* _Required work_:
Pull each line containing "offset" out of the data and copy it.

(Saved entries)

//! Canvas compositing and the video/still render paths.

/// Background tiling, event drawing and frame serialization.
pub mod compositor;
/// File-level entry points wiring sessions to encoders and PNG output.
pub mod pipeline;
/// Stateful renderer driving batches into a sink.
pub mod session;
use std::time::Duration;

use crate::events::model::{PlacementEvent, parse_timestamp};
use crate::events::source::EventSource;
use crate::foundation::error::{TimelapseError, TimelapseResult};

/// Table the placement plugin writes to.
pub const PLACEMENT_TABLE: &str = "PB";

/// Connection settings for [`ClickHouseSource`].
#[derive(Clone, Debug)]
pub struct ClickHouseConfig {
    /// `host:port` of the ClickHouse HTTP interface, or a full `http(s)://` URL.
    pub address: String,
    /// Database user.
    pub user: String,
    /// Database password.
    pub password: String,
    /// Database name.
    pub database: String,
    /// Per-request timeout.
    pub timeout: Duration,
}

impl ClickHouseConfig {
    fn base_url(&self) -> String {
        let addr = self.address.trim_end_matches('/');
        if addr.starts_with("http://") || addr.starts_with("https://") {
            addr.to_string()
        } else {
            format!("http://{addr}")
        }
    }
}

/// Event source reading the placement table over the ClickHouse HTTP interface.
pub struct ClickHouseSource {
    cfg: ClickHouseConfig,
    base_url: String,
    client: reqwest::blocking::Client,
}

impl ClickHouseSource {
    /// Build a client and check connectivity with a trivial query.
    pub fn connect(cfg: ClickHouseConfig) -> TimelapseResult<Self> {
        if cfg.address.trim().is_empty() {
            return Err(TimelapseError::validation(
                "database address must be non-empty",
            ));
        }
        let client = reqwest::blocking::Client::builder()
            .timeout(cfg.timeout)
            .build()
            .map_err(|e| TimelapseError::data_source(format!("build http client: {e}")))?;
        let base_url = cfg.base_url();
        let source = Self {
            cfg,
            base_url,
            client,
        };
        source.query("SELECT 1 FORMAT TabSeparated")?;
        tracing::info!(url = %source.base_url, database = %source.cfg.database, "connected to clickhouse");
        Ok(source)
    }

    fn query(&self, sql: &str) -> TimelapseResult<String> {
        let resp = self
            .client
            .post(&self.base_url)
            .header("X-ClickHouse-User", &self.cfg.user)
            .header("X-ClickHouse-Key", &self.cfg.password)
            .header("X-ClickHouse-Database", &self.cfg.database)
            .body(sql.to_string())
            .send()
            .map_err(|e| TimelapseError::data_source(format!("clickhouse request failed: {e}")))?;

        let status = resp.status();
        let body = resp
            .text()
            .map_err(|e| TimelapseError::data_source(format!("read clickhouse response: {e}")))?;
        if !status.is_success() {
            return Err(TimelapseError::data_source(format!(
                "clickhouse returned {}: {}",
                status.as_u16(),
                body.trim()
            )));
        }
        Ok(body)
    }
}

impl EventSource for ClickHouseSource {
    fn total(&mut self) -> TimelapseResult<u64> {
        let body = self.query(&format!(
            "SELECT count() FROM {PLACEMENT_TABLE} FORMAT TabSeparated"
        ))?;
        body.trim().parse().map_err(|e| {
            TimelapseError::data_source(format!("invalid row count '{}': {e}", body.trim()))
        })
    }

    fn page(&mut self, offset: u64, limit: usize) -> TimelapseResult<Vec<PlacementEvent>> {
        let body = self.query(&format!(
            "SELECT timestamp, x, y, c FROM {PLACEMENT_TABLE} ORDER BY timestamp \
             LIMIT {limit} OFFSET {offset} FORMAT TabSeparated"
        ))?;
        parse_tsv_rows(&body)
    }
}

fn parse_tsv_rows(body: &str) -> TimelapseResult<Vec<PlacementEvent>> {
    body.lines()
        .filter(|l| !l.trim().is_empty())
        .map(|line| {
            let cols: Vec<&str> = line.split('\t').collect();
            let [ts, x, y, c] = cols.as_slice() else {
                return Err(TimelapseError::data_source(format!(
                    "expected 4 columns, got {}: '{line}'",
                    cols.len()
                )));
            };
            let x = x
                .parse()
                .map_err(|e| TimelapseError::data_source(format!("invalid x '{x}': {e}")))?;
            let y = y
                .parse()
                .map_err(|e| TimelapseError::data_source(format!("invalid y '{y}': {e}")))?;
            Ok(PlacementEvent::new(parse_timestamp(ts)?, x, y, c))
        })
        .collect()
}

* _Solution for this problem_:
    fn page(&mut self, offset: u64, limit: usize) -> TimelapseResult<Vec<PlacementEvent>> {
             LIMIT {limit} OFFSET {offset} FORMAT TabSeparated"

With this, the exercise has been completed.